Le ministre de la Justice,
garde des Sceaux, Belkacem Zeghmati,
a présenté hier à Alger les principaux axes de la feuille de route de son
département dans le cadre du plan de travail du gouvernement. Une démarche qui
vise, principalement, à améliorer le rendement de la justice et à préserver
l'indépendance du juge et sa probité. Ce que le pays a dû traverser comme
pratiques illégales, dont les conséquences et les manifestations sont toujours
d'actualité, confère à la justice administrative «une lourde responsabilité
dans l'effort global de lutte contre la corruption», a indiqué le ministre, à
travers notamment, a-t-il dit, des actions visant à
«débusquer toutes les décisions administratives prises de manière illégale et
les déclarer nulles, conformément à la loi, en toute neutralité, impartialité
et indépendance». Dans ce même ordre d'idées, Zeghmati
a accueilli favorablement la proposition des cadres du secteur visant «à
consolider les prérogatives des commissaires d'Etat près les tribunaux
administratifs» en matière de lutte contre la corruption. Un renforcement des
prérogatives du commissaire d'Etat qui, concrètement, se traduit par
l'attribution à ce dernier du «pouvoir de saisine du parquet quand il y a délit
de corruption révélé lors des contentieux administratifs, tel que cela se fait
ailleurs comme le démontre la législation comparée». Ce pouvoir, a expliqué M. Zeghmati, donne ainsi au commissaire d'Etat près le
tribunal administratif la possibilité de «déclencher l'action publique à la
lumière des délits observés lors des procédures de faillite et règlement
judiciaire en matière commerciale». Le ministre de la Justice, garde des Sceaux
a par ailleurs insisté sur le devoir des juges administratifs à respecter un
ensemble de règles prévues par la Constitution.

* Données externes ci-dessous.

//! Application configuration structures.

use std::fs;
use std::path::Path;

use scraper::Selector;
use serde::{Deserialize, Serialize};

use crate::error::{AppError, Result};
use crate::models::{CardSelectors, SourceConfig};

/// Root application configuration.
#[derive(Debug, Clone, Serialize, Deserialize)]
pub struct Config {
    /// HTTP fetching behavior
    #[serde(default)]
    pub fetch: FetchConfig,

    /// Skill and seniority profile postings are matched against
    #[serde(default)]
    pub profile: ProfileConfig,

    /// Ordering and truncation of the final list
    #[serde(default)]
    pub ranking: RankingConfig,

    /// Listing sites, queried in this order
    #[serde(default = "defaults::sources")]
    pub sources: Vec<SourceConfig>,

    /// Digest presentation
    #[serde(default)]
    pub digest: DigestConfig,

    /// Delivery settings
    #[serde(default)]
    pub notifier: NotifierConfig,
}

impl Config {
    /// Load configuration from a TOML file.
    pub fn load(path: impl AsRef<Path>) -> Result<Self> {
        let content = fs::read_to_string(path)?;
        Ok(toml::from_str(&content)?)
    }

    /// Load configuration or return default if loading fails.
    pub fn load_or_default(path: impl AsRef<Path>) -> Self {
        Self::load(&path).unwrap_or_else(|e| {
            log::warn!(
                "Config load failed from {:?}: {}. Using defaults.",
                path.as_ref(),
                e
            );
            Self::default()
        })
    }

    /// Validate configuration values for basic sanity.
    pub fn validate(&self) -> Result<()> {
        if self.fetch.user_agent.trim().is_empty() {
            return Err(AppError::validation("fetch.user_agent is empty"));
        }
        if self.fetch.timeout_secs == 0 {
            return Err(AppError::validation("fetch.timeout_secs must be > 0"));
        }
        if self.fetch.max_concurrent == 0 {
            return Err(AppError::validation("fetch.max_concurrent must be > 0"));
        }
        if self.profile.entry_level_phrases.is_empty() {
            return Err(AppError::validation("No entry-level phrases defined"));
        }
        if self.profile.required_skills.is_empty() {
            return Err(AppError::validation("No required skills defined"));
        }
        if self.profile.any_skills.is_empty() {
            return Err(AppError::validation("No any-of skills defined"));
        }
        // A blank term is contained in every text and would match anything
        Self::validate_terms("profile.entry_level_phrases", &self.profile.entry_level_phrases)?;
        Self::validate_terms("profile.required_skills", &self.profile.required_skills)?;
        Self::validate_terms("profile.any_skills", &self.profile.any_skills)?;
        Self::validate_terms("ranking.onsite_phrases", &self.ranking.onsite_phrases)?;
        Self::validate_terms("ranking.city_priority", &self.ranking.city_priority)?;
        if self.ranking.preferred_location.trim().is_empty() {
            return Err(AppError::validation("ranking.preferred_location is empty"));
        }
        if self.ranking.max_results == 0 {
            return Err(AppError::validation("ranking.max_results must be > 0"));
        }
        if self.ranking.unranked_position < self.ranking.city_priority.len() {
            return Err(AppError::validation(
                "ranking.unranked_position must sort after every priority city",
            ));
        }
        if self.notifier.smtp_host.trim().is_empty() || self.notifier.smtp_port == 0 {
            return Err(AppError::validation("notifier SMTP host/port not set"));
        }
        if self.sources.is_empty() {
            return Err(AppError::validation("No sources defined"));
        }
        for source in &self.sources {
            Self::validate_source(source)?;
        }
        Ok(())
    }

    fn validate_terms(field: &str, terms: &[String]) -> Result<()> {
        if terms.iter().any(|t| t.trim().is_empty()) {
            return Err(AppError::validation(format!("{field} has a blank entry")));
        }
        Ok(())
    }

    fn validate_source(source: &SourceConfig) -> Result<()> {
        if source.name.trim().is_empty() {
            return Err(AppError::validation("Source with empty name"));
        }
        url::Url::parse(&source.url)?;
        if source.selectors.cards.is_empty() {
            return Err(AppError::validation(format!(
                "Source {} has no card selectors",
                source.name
            )));
        }
        for selector in source.selectors.all() {
            Selector::parse(selector)
                .map_err(|e| AppError::selector(selector, format!("{e:?}")))?;
        }
        Ok(())
    }

    /// Sources that are switched on, in configured order.
    pub fn enabled_sources(&self) -> impl Iterator<Item = &SourceConfig> {
        self.sources.iter().filter(|s| s.enabled)
    }
}

impl Default for Config {
    fn default() -> Self {
        Self {
            fetch: FetchConfig::default(),
            profile: ProfileConfig::default(),
            ranking: RankingConfig::default(),
            sources: defaults::sources(),
            digest: DigestConfig::default(),
            notifier: NotifierConfig::default(),
        }
    }
}

/// HTTP client and fetching behavior settings.
#[derive(Debug, Clone, Serialize, Deserialize)]
pub struct FetchConfig {
    /// User-Agent header for HTTP requests
    #[serde(default = "defaults::user_agent")]
    pub user_agent: String,

    /// Request timeout in seconds
    #[serde(default = "defaults::timeout")]
    pub timeout_secs: u64,

    /// Delay after each source in milliseconds
    #[serde(default = "defaults::request_delay")]
    pub request_delay_ms: u64,

    /// Maximum sources fetched at once
    #[serde(default = "defaults::max_concurrent")]
    pub max_concurrent: usize,
}

impl Default for FetchConfig {
    fn default() -> Self {
        Self {
            user_agent: defaults::user_agent(),
            timeout_secs: defaults::timeout(),
            request_delay_ms: defaults::request_delay(),
            max_concurrent: defaults::max_concurrent(),
        }
    }
}

/// Candidate profile used by the classifier.
#[derive(Debug, Clone, Serialize, Deserialize)]
pub struct ProfileConfig {
    /// Phrases that mark a posting as entry level
    #[serde(default = "defaults::entry_level_phrases")]
    pub entry_level_phrases: Vec<String>,

    /// Skills that must all appear
    #[serde(default = "defaults::required_skills")]
    pub required_skills: Vec<String>,

    /// Skills of which at least one must appear
    #[serde(default = "defaults::any_skills")]
    pub any_skills: Vec<String>,
}

impl Default for ProfileConfig {
    fn default() -> Self {
        Self {
            entry_level_phrases: defaults::entry_level_phrases(),
            required_skills: defaults::required_skills(),
            any_skills: defaults::any_skills(),
        }
    }
}

/// Ranking and truncation settings.
#[derive(Debug, Clone, Serialize, Deserialize)]
pub struct RankingConfig {
    /// Location substring that earns a preference point
    #[serde(default = "defaults::preferred_location")]
    pub preferred_location: String,

    /// Phrases indicating on-site work, each earning the same single point
    #[serde(default = "defaults::onsite_phrases")]
    pub onsite_phrases: Vec<String>,

    /// Cities in priority order, compared against the whole location
    #[serde(default = "defaults::city_priority")]
    pub city_priority: Vec<String>,

    /// Position given to locations outside `city_priority`
    #[serde(default = "defaults::unranked_position")]
    pub unranked_position: usize,

    /// Maximum postings in a digest
    #[serde(default = "defaults::max_results")]
    pub max_results: usize,
}

impl Default for RankingConfig {
    fn default() -> Self {
        Self {
            preferred_location: defaults::preferred_location(),
            onsite_phrases: defaults::onsite_phrases(),
            city_priority: defaults::city_priority(),
            unranked_position: defaults::unranked_position(),
            max_results: defaults::max_results(),
        }
    }
}

/// Digest presentation settings.
#[derive(Debug, Clone, Serialize, Deserialize)]
pub struct DigestConfig {
    /// Subject line, followed by the run date
    #[serde(default = "defaults::subject_prefix")]
    pub subject_prefix: String,

    /// Paragraph shown above the table (trusted HTML)
    #[serde(default = "defaults::headline")]
    pub headline: String,

    /// Paragraph shown when nothing matched
    #[serde(default = "defaults::empty_message")]
    pub empty_message: String,

    /// Label printed after the generation timestamp
    #[serde(default = "defaults::timezone_label")]
    pub timezone_label: String,
}

impl Default for DigestConfig {
    fn default() -> Self {
        Self {
            subject_prefix: defaults::subject_prefix(),
            headline: defaults::headline(),
            empty_message: defaults::empty_message(),
            timezone_label: defaults::timezone_label(),
        }
    }
}

/// Delivery settings. Credentials are read from the environment.
#[derive(Debug, Clone, Serialize, Deserialize)]
pub struct NotifierConfig {
    /// Environment variable holding the sender address
    #[serde(default = "defaults::sender_env")]
    pub sender_env: String,

    /// Environment variable holding the recipient address
    #[serde(default = "defaults::recipient_env")]
    pub recipient_env: String,

    /// Environment variable holding the SMTP app password
    #[serde(default = "defaults::password_env")]
    pub password_env: String,

    /// SMTP relay host
    #[serde(default = "defaults::smtp_host")]
    pub smtp_host: String,

    /// SMTP relay port (465 is implicit TLS)
    #[serde(default = "defaults::smtp_port")]
    pub smtp_port: u16,

    /// Upgrade a plain connection with STARTTLS instead of implicit TLS
    #[serde(default)]
    pub smtp_starttls: bool,

    /// Directory messages are written to by offline runs
    #[serde(default = "defaults::outbox_dir")]
    pub outbox_dir: String,
}

impl Default for NotifierConfig {
    fn default() -> Self {
        Self {
            sender_env: defaults::sender_env(),
            recipient_env: defaults::recipient_env(),
            password_env: defaults::password_env(),
            smtp_host: defaults::smtp_host(),
            smtp_port: defaults::smtp_port(),
            smtp_starttls: false,
            outbox_dir: defaults::outbox_dir(),
        }
    }
}

mod defaults {
    use super::{CardSelectors, SourceConfig};

    fn strings(items: &[&str]) -> Vec<String> {
        items.iter().map(|s| s.to_string()).collect()
    }

    // Fetch defaults
    pub fn user_agent() -> String {
        "Mozilla/5.0".into()
    }
    pub fn timeout() -> u64 {
        25
    }
    pub fn request_delay() -> u64 {
        1000
    }
    pub fn max_concurrent() -> usize {
        1
    }

    // Profile defaults
    pub fn entry_level_phrases() -> Vec<String> {
        strings(&[
            "fresher",
            "0 year",
            "0-1 year",
            "0 – 1 year",
            "entry level",
            "entry-level",
            "graduate",
            "campus",
        ])
    }
    pub fn required_skills() -> Vec<String> {
        strings(&["python", "sql"])
    }
    pub fn any_skills() -> Vec<String> {
        strings(&["machine learning", "pandas", "numpy", "visual studio"])
    }

    // Ranking defaults
    pub fn preferred_location() -> String {
        "hyderabad".into()
    }
    pub fn onsite_phrases() -> Vec<String> {
        strings(&["onsite", "on-site", "work from office", "wfo", "office"])
    }
    pub fn city_priority() -> Vec<String> {
        strings(&["hyderabad", "chennai", "bangalore", "bengaluru", "india"])
    }
    pub fn unranked_position() -> usize {
        99
    }
    pub fn max_results() -> usize {
        60
    }

    // Digest defaults
    pub fn subject_prefix() -> String {
        "Daily Fresher Jobs (India)".into()
    }
    pub fn headline() -> String {
        "Daily fresher jobs matching <b>Python, SQL, Machine Learning, Pandas, NumPy, \
         Visual Studio</b> (India). Prefer Hyderabad if onsite."
            .into()
    }
    pub fn empty_message() -> String {
        "No matching fresher jobs found today.".into()
    }
    pub fn timezone_label() -> String {
        "IST".into()
    }

    // Notifier defaults
    pub fn sender_env() -> String {
        "GMAIL_SENDER".into()
    }
    pub fn recipient_env() -> String {
        "RECIPIENT".into()
    }
    pub fn password_env() -> String {
        "GMAIL_APP_PASSWORD".into()
    }
    pub fn smtp_host() -> String {
        "smtp.gmail.com".into()
    }
    pub fn smtp_port() -> u16 {
        465
    }
    pub fn outbox_dir() -> String {
        "outbox".into()
    }

    // Source defaults
    pub fn sources() -> Vec<SourceConfig> {
        vec![
            SourceConfig {
                name: "Indeed".to_string(),
                url: "https://in.indeed.com/jobs?q=Python+SQL+%22Machine+Learning%22+Pandas+NumPy+%22Visual+Studio%22+fresher&l=India&fromage=3".to_string(),
                enabled: true,
                selectors: CardSelectors {
                    cards: strings(&["a.tapItem", ".job_seen_beacon"]),
                    title: "h2.jobTitle, span[title]".to_string(),
                    company: Some(".companyName".to_string()),
                    location: Some(".companyLocation".to_string()),
                    snippet: Some(".job-snippet".to_string()),
                    link: None,
                    link_attr: "href".to_string(),
                },
                default_location: None,
            },
            SourceConfig {
                name: "Naukri".to_string(),
                url: "https://www.naukri.com/python-sql-machine-learning-pandas-numpy-visual-studio-0-years-jobs".to_string(),
                enabled: true,
                selectors: CardSelectors {
                    cards: strings(&[".srp-jobtuple, .jobTuple"]),
                    title: "a.title, a[href]".to_string(),
                    company: Some(".subTitle, .companyInfo .comp-name, .comp-name".to_string()),
                    location: Some(".loc, .job-location".to_string()),
                    snippet: Some(".job-description, .job-desc".to_string()),
                    link: Some("a.title, a[href]".to_string()),
                    link_attr: "href".to_string(),
                },
                default_location: None,
            },
            SourceConfig {
                name: "Foundit".to_string(),
                url: "https://www.foundit.in/srp/results?query=Python%20SQL%20Machine%20Learning%20Pandas%20NumPy%20Visual%20Studio&experience=0".to_string(),
                enabled: true,
                selectors: CardSelectors {
                    cards: strings(&["[data-job-id], .srpResultCard"]),
                    title: "a[href]".to_string(),
                    company: Some(".company-name, .company".to_string()),
                    location: Some(".location, .job-location".to_string()),
                    snippet: Some(".job-descrip, .job-desc".to_string()),
                    link: Some("a[href]".to_string()),
                    link_attr: "href".to_string(),
                },
                default_location: Some("India".to_string()),
            },
        ]
    }
}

Il citera, à ce propos,
l'article 161 de la Constitution qui permet au juge administratif d'examiner
les recours contre les décisions administratives. Le ministre explique que la
Constitution a établi un ensemble de règles que « le juge administratif est
tenu de respecter, en lui imposant le devoir de protéger la société et les
libertés et préserver les droits fondamentaux des personnes». Le ministre de la
Justice a ajouté, dans le même contexte, que le juge administratif est tenu de
se référer aux principes de la légitimité et de l'égalité, en ne se soumettant
dans sa démarche qu'à la loi. En contrepartie, a-t-il
précisé, la Constitution protège le juge contre toutes les formes de pression,
d'ingérence et de manœuvres qui nuisent à l'accomplissement de sa mission ou à
la probité de ses décisions. Et d'ajouter : «Si la Constitution a attribué au
juge administratif des prérogatives importantes, notamment en matière d'examen
des recours à l'encontre des actes des autorités administratives, et des
garanties pour l'accomplissement de ses missions, elle protège également le
justiciable contre tout abus ou toute déviation du juge, conformément à
l'article 168 de cette même loi fondamentale».
Dès lors que le litige
administratif oppose une partie forte, l'administration, et une partie faible,
le citoyen, «la justice administrative demeure l'ultime recours pour cette
partie faible», d'autant que «la plupart des recours restent sans suite en
raison de l'inaction de l'administration», a soutenu M. Zeghmati.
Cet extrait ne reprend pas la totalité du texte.